Friday I was away from the computer. I had to let Dr. “Sadist” practice his surgery skills on my partially impacted tooth. After which, I was trying to figure out how to walk a semi straight line to my computer while on pain meds and post the Friday Good News.
Alas, I never made it remotely close to my desk. This story is a good one and worth sharing, even if I missed Friday.
1st Cavalry News
Iraqi teen warns scouts of bomb, kidnapped sister returned
1st Lt. Nicholas P. Paolini
2nd Battalion, 12th Cavalry Regiment
BAGHDAD—Just as the Scout Platoon, Headquarters and Headquarters Company, 2nd Battalion, 12th Cavalry Regiment was returning to Camp Liberty on the city’s west side July 20, they drove past a 16-year-old Iraqi youth who was trying to get their attention. They were no more than a half mile outside the gates when they stopped to see what the big deal was. It isn’t unusual for kids to run towards American convoys holding their hands up asking for soccer balls or the infamous, “chocolate, mista.”
“We drive past these kids almost everyday,” explained the scout platoon sergeant, Sgt. 1st Class Michael Alexander. “Every day they run outside waving and cheering. A lot of them give us the thumbs up sign. The 16-year-old boy had his hands together about chest high and then threw them apart as we were passing.”
Alexander knew right away what the boy was trying to tell them, there was an improvised explosive device close by.
“I stopped the platoon right then and there,” explained Alexander.

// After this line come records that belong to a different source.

use crate::{BisectError, Candidate, Result};
use serde::{Deserialize, Serialize};
use std::collections::BTreeSet;
use std::path::{Path, PathBuf};

pub const DEFAULT_GOOD_FILE: &str = "good.txt";
pub const DEFAULT_BAD_FILE: &str = "bad.txt";

/// The two persisted classification sets.
#[derive(Debug, Clone, Copy, PartialEq, Eq, Serialize, Deserialize)]
#[serde(rename_all = "snake_case")]
pub enum Class {
    Good,
    Bad,
}

impl Class {
    pub const fn as_str(self) -> &'static str {
        match self {
            Class::Good => "good",
            Class::Bad => "bad",
        }
    }

    const fn opposite(self) -> Class {
        match self {
            Class::Good => Class::Bad,
            Class::Bad => Class::Good,
        }
    }
}

/// Where the classification files live.
#[derive(Debug, Clone, Serialize, Deserialize)]
pub struct StoreLayout {
    pub dir: PathBuf,
    pub good_file: String,
    pub bad_file: String,
}

impl StoreLayout {
    pub fn new(dir: impl Into<PathBuf>) -> Self {
        Self {
            dir: dir.into(),
            good_file: DEFAULT_GOOD_FILE.to_string(),
            bad_file: DEFAULT_BAD_FILE.to_string(),
        }
    }

    #[must_use]
    pub fn path_for(&self, class: Class) -> PathBuf {
        match class {
            Class::Good => self.dir.join(&self.good_file),
            Class::Bad => self.dir.join(&self.bad_file),
        }
    }
}

/// Result of persisting a set after a classification change.
#[derive(Debug, Clone, Copy, PartialEq, Eq)]
pub enum SaveOutcome {
    Saved,
    /// The write failed; the classification is held in memory only.
    NotPersisted,
}

/// Persisted record of candidates already proven good or bad.
///
/// The two sets are disjoint and append-only. Every change is followed by a
/// full overwrite of the affected file (one identifier per line); a failed
/// write is logged and the run carries on with the in-memory state.
#[derive(Debug)]
pub struct ClassificationStore {
    layout: StoreLayout,
    good: BTreeSet<Candidate>,
    bad: BTreeSet<Candidate>,
}

impl ClassificationStore {
    /// Load both sets. Unreadable files degrade to an empty set with an error
    /// log; candidates found in both files are kept as bad.
    pub async fn open(layout: StoreLayout) -> Self {
        let good = load_or_empty(&layout.path_for(Class::Good)).await;
        let bad = load_or_empty(&layout.path_for(Class::Bad)).await;

        let mut store = Self {
            layout,
            good,
            bad,
        };
        let overlap: Vec<Candidate> = store.good.intersection(&store.bad).cloned().collect();
        if !overlap.is_empty() {
            log::error!(
                "Persisted classifications overlap, keeping as bad: {}",
                crate::display_list(&overlap)
            );
            for candidate in &overlap {
                store.good.remove(candidate);
            }
        }
        store
    }

    /// In-memory store with nothing persisted yet.
    pub fn empty(layout: StoreLayout) -> Self {
        Self {
            layout,
            good: BTreeSet::new(),
            bad: BTreeSet::new(),
        }
    }

    pub fn layout(&self) -> &StoreLayout {
        &self.layout
    }

    pub fn good(&self) -> &BTreeSet<Candidate> {
        &self.good
    }

    pub fn bad(&self) -> &BTreeSet<Candidate> {
        &self.bad
    }

    pub fn is_classified(&self, candidate: &Candidate) -> bool {
        self.good.contains(candidate) || self.bad.contains(candidate)
    }

    fn set(&self, class: Class) -> &BTreeSet<Candidate> {
        match class {
            Class::Good => &self.good,
            Class::Bad => &self.bad,
        }
    }

    /// Add a passing batch to `good` and persist it.
    pub async fn mark_good(&mut self, batch: &[Candidate]) -> Result<SaveOutcome> {
        self.insert(Class::Good, batch)?;
        Ok(self.persist(Class::Good).await)
    }

    /// Add an isolated failing candidate to `bad` and persist it.
    pub async fn mark_bad(&mut self, candidate: &Candidate) -> Result<SaveOutcome> {
        self.insert(Class::Bad, std::slice::from_ref(candidate))?;
        Ok(self.persist(Class::Bad).await)
    }

    fn insert(&mut self, class: Class, candidates: &[Candidate]) -> Result<()> {
        let opposite = self.set(class.opposite());
        if let Some(clash) = candidates.iter().find(|c| opposite.contains(*c)) {
            return Err(BisectError::Conflict {
                candidate: clash.to_string(),
                existing: class.opposite().as_str(),
            });
        }
        let target = match class {
            Class::Good => &mut self.good,
            Class::Bad => &mut self.bad,
        };
        target.extend(candidates.iter().cloned());
        Ok(())
    }

    async fn persist(&self, class: Class) -> SaveOutcome {
        let path = self.layout.path_for(class);
        match save_set(&path, self.set(class)).await {
            Ok(()) => SaveOutcome::Saved,
            Err(err) => {
                log::error!(
                    "{err}; {} classifications held in memory only",
                    class.as_str()
                );
                SaveOutcome::NotPersisted
            }
        }
    }
}

async fn load_or_empty(path: &Path) -> BTreeSet<Candidate> {
    match load_set(path).await {
        Ok(set) => set,
        Err(err) => {
            log::error!("{err}; treating it as empty");
            BTreeSet::new()
        }
    }
}

/// Read one identifier per line. A missing file is an empty set.
pub async fn load_set(path: &Path) -> Result<BTreeSet<Candidate>> {
    let text = match tokio::fs::read_to_string(path).await {
        Ok(text) => text,
        Err(err) if err.kind() == std::io::ErrorKind::NotFound => return Ok(BTreeSet::new()),
        Err(source) => {
            return Err(BisectError::StorageRead {
                path: path.to_path_buf(),
                source,
            })
        }
    };

    // Only line terminators are stripped; ids may start or end with spaces.
    Ok(text
        .lines()
        .filter(|line| !line.is_empty())
        .map(Candidate::from)
        .collect())
}

/// Overwrite `path` with the full set, one identifier per line.
pub async fn save_set(path: &Path, set: &BTreeSet<Candidate>) -> Result<()> {
    let write_err = |source| BisectError::StorageWrite {
        path: path.to_path_buf(),
        source,
    };

    if let Some(parent) = path.parent().filter(|p| !p.as_os_str().is_empty()) {
        tokio::fs::create_dir_all(parent).await.map_err(write_err)?;
    }

    if let Some(bad) = set.iter().find(|c| c.as_str().contains(['\n', '\r'])) {
        return Err(write_err(std::io::Error::new(
            std::io::ErrorKind::InvalidInput,
            format!("identifier {:?} contains a line break", bad.as_str()),
        )));
    }

    let mut body = String::new();
    for candidate in set {
        body.push_str(candidate.as_str());
        body.push('\n');
    }

    let mut tmp = path.as_os_str().to_owned();
    tmp.push(".tmp");
    let tmp = PathBuf::from(tmp);
    tokio::fs::write(&tmp, body).await.map_err(write_err)?;
    tokio::fs::rename(&tmp, path).await.map_err(write_err)?;
    Ok(())
}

The scouts have become accustomed to numerous false reports of IEDs, but will never ignore a warning.
“I treat them all as if they were (all) true,” he explained.
The scouts then began talking to the boy through their interpreter to determine where the roadside bomb was located. The boy explained how three men came to his house and was trying to emplace an IED in the road. The boy stopped the three men from placing the bomb, and somehow, got them to go away. However, the men took the boy’s six-year-old sister.
It was at this time that Alexander noticed the boy had some bruising on his face.
“The boy must have given those guys a tough time ‘cause he looked pretty roughed up,” Alexander said.
Armed with a description of the three men, the scouts set out to find the kidnappers and suspected roadside bombers. The scout platoon drove in the direction the boy said the kidnappers fled.
Their first stop was to check with the nearby Iraqi Army checkpoints to see if they have seen the three men and little girl. The Iraqi Army said they saw no men fitting the description.
“We were just about to give up hope when we saw a young girl wandering around,” he explained.
The scouts went up to her with the interpreter to see if by some chance it was the missing girl. It was that family’s lucky day. It was the missing girl. The girl explained that she ran away from her captors. The scouts brought the girl back to her joy-filled brother.
“The brother was so excited when we came back and the girl hopped out of the Hummer,” explained Alexander. The scouts were also glad they were at the right place at the right time to help out the family.
“Kidnappings happen all too often here in Iraq,” Alexander continues, “I just hate seeing these kids getting caught up in the violence. It’s just a shame.”